Phase 2 of our Marina Bay Financial Centre is completed. Occupancy has reached a creditable 70%. Together with MBFC Phase 1 and the Ocean Financial Centre, we command approximately 260,000 sm of new office space in the Central Business District of Singapore. We now have more than 400,000 sm of office, retail and serviced apartments under development in prime city centre locations in the region.

.

3.3 Growing Fee-based Business (Slide 30)

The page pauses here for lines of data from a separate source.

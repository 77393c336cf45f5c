//! Transport bar widget - play state, playhead, length and device rate

use ratatui::{
    layout::Rect,
    style::{Color, Modifier, Style},
    text::{Line, Span},
    widgets::{Block, Borders, Paragraph},
    Frame,
};

use super::UiState;

/// `m:ss.t`
fn clock(seconds: f64) -> String {
    let seconds = seconds.max(0.0);
    let minutes = (seconds / 60.0).floor();
    format!("{}:{:04.1}", minutes as u64, seconds - minutes * 60.0)
}

/// Render the transport bar
pub fn render_transport(frame: &mut Frame, area: Rect, state: &UiState) {
    let block = Block::default().title(" studio ").borders(Borders::ALL);

    let (play_symbol, play_state, play_color) = if state.is_playing {
        ("▶", "Playing", Color::Green)
    } else {
        ("⏸", "Stopped", Color::Yellow)
    };

    let mut spans = vec![
        Span::styled(
            format!(" {play_symbol} {play_state}  "),
            Style::default().fg(play_color),
        ),
        Span::styled(
            format!("{} / {}  ", clock(state.current_time), clock(state.total_duration)),
            Style::default().fg(Color::White),
        ),
        Span::styled(
            format!("{} tracks  ", state.tracks.len()),
            Style::default().fg(Color::Cyan),
        ),
        Span::styled(
            format!("{:.1}kHz  ", state.sample_rate as f32 / 1000.0),
            Style::default().fg(Color::DarkGray),
        ),
    ];

    if state.is_recording {
        spans.push(Span::styled(
            format!("● REC {}", clock(state.recording_elapsed)),
            Style::default().fg(Color::Red).add_modifier(Modifier::BOLD),
        ));
    }

    let paragraph = Paragraph::new(Line::from(spans)).block(block);
    frame.render_widget(paragraph, area);
}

Our fee-based fund management business continues to produce good results with total assets under management of S$15.1 billion. KReit continues to make DPU accretive acquisitions and has improved the average committed occupancy of its prime office portfolio to 97%. Alpha continues to make selective and attractive investments, whilst harvesting some of its existing holdings to produce good returns for its investors.

4. Outlook (Slide 31)

As our CEO has pointed out, the world economy and financial markets remain in a state of flux. How do we position ourselves in such an environment? We need to continue to execute well, and focus our attention on markets and businesses where we have proven core competence. With the credit markets still open and still relatively benign, the Group has issued a total of S$900 million of long dated bonds under our various MTN programs since the beginning of this year. We have diversified our source of funding and lengthened our weighted average maturity of our loan book from 35 months to 52 months. Committed lines have also been secured from some of our lenders. We are well placed to fund our working capital requirements, continue to make the necessary investments in our existing businesses such as R&D and productivity improvements. We will also maintain sufficient liquidity and balance sheet capacity to take advantage of good opportunities that may emerge in our core businesses and their close adjacencies. We remain steadfast in our goal to produce good sustainable profits for our shareholders.